Malta: an island of secrets and lies
JACK MALIPAN TRAVEL PHOTOGRAPHY/ALAMY
Business is booming in the tiny former British colony. But stories of corruption and assassination are filling the newspapers, and it may be headed for the EU’s naughty step.
On a Saturday evening in January, an estimated 110,000 people – more than a quarter of Malta’s population – funnelled into Valletta, its tiny gem of a capital, to celebrate the city’s inauguration as Europe’s Capital of Culture 2018. “National pride has reached historic levels,” proclaimed the prime minister, Joseph Muscat.
No matter that the award is a joint one, which Valletta is sharing with Leeuwarden, the 25th largest city in the Netherlands. No matter that it goes to countries on a rota, not as an honour. No matter that much of the artistic material on the night was recycled. No matter that the pride evaporated when people had to wait up to three hours to get on a bus home. And no matter that the occasion came barely three months after Malta’s greatest-ever reputational disaster: the spectacular murder, by car bomb, of the country’s most prominent journalist, Daphne Caruana Galizia.
That was not part of Muscat’s narrative. Malta is going through extraordinary times. It is the smallest country in the EU by both population and area (smaller than Rutland). It is also the most densely populated (by far) and becoming more so. It must also be the fastest-changing.
When I was a teenager, my family spent all our holidays in Malta. I was very fond of it, had good friends there, grew interested in the history. I even wrote a university dissertation on Maltese politics, under the tutelage of a Malta-loving professor, Dennis Austin. Somehow, I never went back for more than 40 years, until now. There is nowhere more foreign than a place one used to know.
In 1967, Austin wrote a letter to the Times pleading for Malta. The vital British naval presence was being run down: 13 per cent unemployment beckoned; something had to be done. Malta then was a pious, poor, put-upon place. But it had sustained its language and traditions, and had famously withstood German wartime bombing – and near-starvation – thus being awarded a collective George Cross; it was polite to use Malta GC as the address.

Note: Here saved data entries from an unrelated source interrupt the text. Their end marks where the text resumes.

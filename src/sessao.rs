// src/sessao.rs

use std::io::{self, BufRead, Write};
use std::rc::Rc;
use std::thread;
use std::time::{Duration, Instant};

use actix_web::rt;
use futures::channel::mpsc::{self, UnboundedSender};
use futures::StreamExt;
use tracing::{debug, info, warn};

use crate::api::api_cliente::ApiCarta;
use crate::carta_app::{CartaApp, Efeito, Evento};
use crate::interface::notas::RespostaNotas;
use crate::interface::terminal::{interpretar, Comando, AJUDA};
use crate::interface::vista::Tela;
use crate::shared::config::Config;

/// Mensagens que chegam ao laço da sessão.
#[derive(Debug)]
pub enum Mensagem {
    /// Linha digitada no terminal, ainda não interpretada.
    Linha(String),
    Evento(Evento),
    /// Fim da entrada padrão.
    Fim,
}

/// Executa um efeito assíncrono até o fim e devolve o evento de conclusão.
///
/// Efeitos síncronos (`Vibrar`, `Redesenhar`) não geram evento.
pub async fn resolver_efeito<A: ApiCarta>(api: &A, efeito: Efeito) -> Option<Evento> {
    match efeito {
        Efeito::CarregarMenu => Some(Evento::MenuCarregado(api.buscar_menu().await)),
        Efeito::AguardarNotas { geracao, resposta } => {
            // Remetente descartado: o modal foi substituído ou a sessão recomeçou
            let resposta = resposta.await.unwrap_or(RespostaNotas::Cancelar);
            Some(Evento::NotasResolvidas { geracao, resposta })
        }
        Efeito::EnviarPedido { mesa, pedido } => Some(Evento::PedidoRespondido(
            api.enviar_pedido(&mesa, &pedido).await,
        )),
        Efeito::Vibrar(_) | Efeito::Redesenhar => None,
    }
}

/// Laço principal: um único controlador, eventos processados em ordem de chegada.
///
/// As chamadas de rede e a espera das notas rodam em tarefas do runtime
/// e voltam para o laço como eventos. Os gestos de ponteiro da faixa de
/// categorias chegam pelo comando `arrastar` do terminal.
///
/// Quando a entrada termina com um pedido em voo, o laço continua até a
/// resposta chegar e ser exibida.
pub async fn executar<A: ApiCarta + 'static>(config: Config, api: A) -> io::Result<()> {
    let (tx, mut rx) = mpsc::unbounded::<Mensagem>();
    let api = Rc::new(api);

    ler_entrada(tx.clone());
    agendar_quadros(tx.clone(), config.intervalo_quadro);

    let mut app = CartaApp::from_config(&config);
    let mut tela = Tela::montar(&app);
    let mut ultima_saida = String::new();
    let mut entrada_encerrada = false;

    println!("{AJUDA}\n");
    let efeitos = app.iniciar();
    aplicar(efeitos, &api, &tx);
    redesenhar(&app, &mut tela, &mut ultima_saida)?;

    while let Some(mensagem) = rx.next().await {
        let eventos = match mensagem {
            Mensagem::Linha(linha) => match interpretar(&linha, &tela) {
                Comando::Evento(evento) => vec![evento],
                Comando::Eventos(eventos) => eventos,
                Comando::Ajuda => {
                    println!("{AJUDA}");
                    continue;
                }
                Comando::Invalido(motivo) => {
                    if !motivo.is_empty() {
                        println!("{motivo} (digite 'ajuda')");
                    }
                    continue;
                }
                Comando::Sair => break,
            },
            Mensagem::Evento(evento) => vec![evento],
            Mensagem::Fim => {
                if pode_encerrar(&app) {
                    break;
                }
                info!("Entrada encerrada; aguardando a resposta do pedido em andamento");
                entrada_encerrada = true;
                continue;
            }
        };

        let mut mudou = false;
        for evento in eventos {
            let efeitos = app.processar(evento, Instant::now());
            mudou |= aplicar(efeitos, &api, &tx);
        }
        if mudou {
            redesenhar(&app, &mut tela, &mut ultima_saida)?;
        }

        if entrada_encerrada && pode_encerrar(&app) {
            break;
        }
    }

    info!("Sessão encerrada");
    Ok(())
}

// A sessão só termina sem um envio em andamento.
fn pode_encerrar(app: &CartaApp) -> bool {
    !app.fluxo().ocupado()
}

// Dispara os efeitos; retorna `true` se algum pediu redesenho.
fn aplicar<A: ApiCarta + 'static>(
    efeitos: Vec<Efeito>,
    api: &Rc<A>,
    tx: &UnboundedSender<Mensagem>,
) -> bool {
    let mut redesenhar = false;

    for efeito in efeitos {
        match efeito {
            Efeito::Redesenhar => redesenhar = true,
            Efeito::Vibrar(duracao) => {
                debug!("vibração de {duracao:?}");
                // Retorno tátil no terminal: o sino; falhas são ignoradas
                let mut saida = io::stdout();
                let _ = saida.write_all(b"\x07").and_then(|_| saida.flush());
            }
            efeito => {
                let api = Rc::clone(api);
                let tx = tx.clone();
                rt::spawn(async move {
                    if let Some(evento) = resolver_efeito(&*api, efeito).await {
                        if tx.unbounded_send(Mensagem::Evento(evento)).is_err() {
                            warn!("sessão encerrada antes da conclusão de um efeito");
                        }
                    }
                });
            }
        }
    }

    redesenhar
}

fn redesenhar(app: &CartaApp, tela: &mut Tela, ultima_saida: &mut String) -> io::Result<()> {
    *tela = Tela::montar(app);
    let saida = tela.to_string();

    // Quadros de animação sem mudança visível no terminal não reimprimem a tela
    if saida != *ultima_saida {
        let mut stdout = io::stdout().lock();
        writeln!(stdout, "\n{saida}")?;
        stdout.flush()?;
        *ultima_saida = saida;
    }
    Ok(())
}

fn ler_entrada(tx: UnboundedSender<Mensagem>) {
    thread::spawn(move || {
        for linha in io::stdin().lock().lines() {
            let Ok(linha) = linha else { break };
            if tx.unbounded_send(Mensagem::Linha(linha)).is_err() {
                return;
            }
        }
        let _ = tx.unbounded_send(Mensagem::Fim);
    });
}

fn agendar_quadros(tx: UnboundedSender<Mensagem>, periodo: Duration) {
    rt::spawn(async move {
        let mut intervalo = rt::time::interval(periodo);
        loop {
            intervalo.tick().await;
            if tx.unbounded_send(Mensagem::Evento(Evento::Quadro)).is_err() {
                break;
            }
        }
    });
}
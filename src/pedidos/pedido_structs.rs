// src/pedidos/pedido_structs.rs

use bigdecimal::BigDecimal;
use chrono::{DateTime, Local};
use serde::{Deserialize, Serialize};

use crate::shared::shared_structs::RespostaGenerica;

/// Item individual do pedido enviado ao servidor.
/// Preço e nome ficam de fora: o servidor é a fonte dos preços.
#[derive(Serialize, Deserialize, Debug, Clone, PartialEq, Eq)]
pub struct ItemPedido {
    pub producto_id: i64,
    pub cantidad: i32,
}

/// Pedido pronto para envio. Existe só durante uma submissão.
#[derive(Serialize, Deserialize, Debug, Clone, PartialEq, Eq)]
pub struct PedidoPendente {
    pub items: Vec<ItemPedido>,
    /// `None` é serializado como `null` (notas omitidas).
    pub notas: Option<String>,
}

/// Campos extras que o servidor devolve quando aceita o pedido.
#[derive(Deserialize, Debug, Clone, Default)]
pub struct DadosPedido {
    #[serde(default)]
    pub pedido_id: Option<i64>,
    #[serde(default)]
    pub mesa: Option<serde_json::Value>,
    #[serde(default)]
    pub total: Option<BigDecimal>,
    #[serde(default)]
    pub moneda: Option<String>,
}

/// Resposta de POST /api/pedido/{mesa}.
pub type RespostaPedido = RespostaGenerica<DadosPedido>;

/// Último pedido aceito pelo servidor, exibido no topo da carta.
#[derive(Debug, Clone)]
pub struct PedidoConfirmado {
    pub pedido_id: Option<i64>,
    pub mesa: Option<String>,
    pub total: Option<BigDecimal>,
    pub moeda: Option<String>,
    pub enviado_em: DateTime<Local>,
}

impl PedidoConfirmado {
    pub fn da_resposta(resposta: &RespostaPedido, enviado_em: DateTime<Local>) -> Self {
        let mesa = resposta.body.mesa.as_ref().map(|valor| match valor {
            serde_json::Value::String(nome) => nome.clone(),
            outro => outro.to_string(),
        });

        Self {
            pedido_id: resposta.body.pedido_id,
            mesa,
            total: resposta.body.total.clone(),
            moeda: resposta.body.moneda.clone(),
            enviado_em,
        }
    }
}
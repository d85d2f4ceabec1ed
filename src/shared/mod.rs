// src/shared/mod.rs

// Estruturas compartilhadas entre os módulos (respostas do servidor, moeda)
pub mod shared_structs;
// Carregamento da configuração (argumentos e variáveis de ambiente)
pub mod config;
// Tipo de erro único do crate
pub mod erro;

In 1964 it became independent from Britain, something by no means preordained. In the Fifties Dom Mintoff, the forceful but erratic leader of Malta’s Labour Party, had demanded full integration into the UK, turning it into a real Rutland. That notion faded. And Britain’s subsequent economic crises actually turned out to be more opportunity than threat. One of Harold Wilson’s panic measures was a £50 limit on foreign exchange for travellers, rendering all but cheap package holidays almost untenable. But Malta was still part of the sterling area and thus exempt.
The charms of Rutland-in-the-Med were, um, rugged: the hotels were eccentric; the beaches filthy; the Catholic church’s strictures pervasive; the cuisine influenced by the Royal Navy and the NAAFI. But the climate was trustworthy; the people engaging, resourceful and resilient, as they had proved in the war. And, as a local saying goes: il-maltin jafu idawru lira – the Maltese know how to make money. We were not the only British family to find it beguiling.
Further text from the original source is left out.